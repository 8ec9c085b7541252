//! Pattern lexer splitting pattern text into literals and placeholders.

use std::iter::Peekable;
use std::str::CharIndices;

use crate::errors::PatternError;
use crate::hint::TypeHint;

#[derive(Debug, Clone, PartialEq, Eq)]
pub(crate) enum Token {
    Literal(String),
    Placeholder {
        start: usize,
        name: String,
        hint: TypeHint,
    },
}

struct Lexer<'a> {
    chars: Peekable<CharIndices<'a>>,
    tokens: Vec<Token>,
    literal: String,
    // Offsets of literal `{` still waiting for a partner.
    open_braces: Vec<usize>,
}

impl Lexer<'_> {
    fn flush_literal(&mut self) {
        if !self.literal.is_empty() {
            self.tokens
                .push(Token::Literal(std::mem::take(&mut self.literal)));
        }
    }

    fn next_is(&mut self, expected: char) -> bool {
        self.chars.next_if(|&(_, c)| c == expected).is_some()
    }

    fn starts_placeholder(&mut self) -> bool {
        self.chars
            .peek()
            .is_some_and(|&(_, c)| c.is_ascii_alphabetic() || c == '_' || c == '}')
    }

    fn open_brace(&mut self, start: usize) -> Result<(), PatternError> {
        if self.next_is('{') {
            self.literal.push('{');
            return Ok(());
        }
        if self.starts_placeholder() {
            self.flush_literal();
            let token = self.placeholder(start)?;
            self.tokens.push(token);
            return Ok(());
        }
        self.open_braces.push(start);
        self.literal.push('{');
        Ok(())
    }

    fn close_brace(&mut self, position: usize) -> Result<(), PatternError> {
        if self.next_is('}') {
            self.literal.push('}');
            return Ok(());
        }
        if self.open_braces.pop().is_none() {
            return Err(PatternError::UnbalancedBrace {
                position,
                brace: '}',
            });
        }
        self.literal.push('}');
        Ok(())
    }

    fn placeholder(&mut self, start: usize) -> Result<Token, PatternError> {
        let mut name = String::new();
        while let Some((_, c)) = self
            .chars
            .next_if(|&(_, c)| c.is_ascii_alphanumeric() || c == '_')
        {
            name.push(c);
        }
        match self.chars.next() {
            Some((_, '}')) => {
                let hint = TypeHint::from_bare_name(&name).unwrap_or_default();
                Ok(Token::Placeholder { start, name, hint })
            }
            Some((_, ':')) => self.hinted_placeholder(start, name),
            Some(_) => Err(PatternError::InvalidPlaceholder {
                position: start,
                name,
            }),
            None => Err(PatternError::UnclosedPlaceholder {
                position: start,
                name,
            }),
        }
    }

    fn hinted_placeholder(&mut self, start: usize, name: String) -> Result<Token, PatternError> {
        let mut raw = String::new();
        loop {
            match self.chars.next() {
                Some((_, '}')) => break,
                Some((_, c)) => raw.push(c),
                None => {
                    return Err(PatternError::UnclosedPlaceholder {
                        position: start,
                        name,
                    });
                }
            }
        }
        if raw.is_empty() || raw.chars().any(|c| c.is_whitespace() || c == '{') {
            return Err(PatternError::InvalidPlaceholder {
                position: start,
                name,
            });
        }
        Ok(Token::Placeholder {
            start,
            name,
            hint: TypeHint::parse(Some(&raw)),
        })
    }

    fn run(mut self) -> Result<Vec<Token>, PatternError> {
        while let Some((index, c)) = self.chars.next() {
            match c {
                '\\' => {
                    let escaped = self.chars.next().map_or('\\', |(_, next)| next);
                    self.literal.push(escaped);
                }
                '{' => self.open_brace(index)?,
                '}' => self.close_brace(index)?,
                other => self.literal.push(other),
            }
        }
        if let Some(&position) = self.open_braces.first() {
            return Err(PatternError::UnbalancedBrace {
                position,
                brace: '{',
            });
        }
        self.flush_literal();
        Ok(self.tokens)
    }
}

pub(crate) fn lex_pattern(pattern: &str) -> Result<Vec<Token>, PatternError> {
    Lexer {
        chars: pattern.char_indices().peekable(),
        tokens: Vec::new(),
        literal: String::new(),
        open_braces: Vec::new(),
    }
    .run()
}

------------

The required output is every line above that contains the string "bool".

    fn next_is(&mut self, expected: char) -> bool {
    fn starts_placeholder(&mut self) -> bool {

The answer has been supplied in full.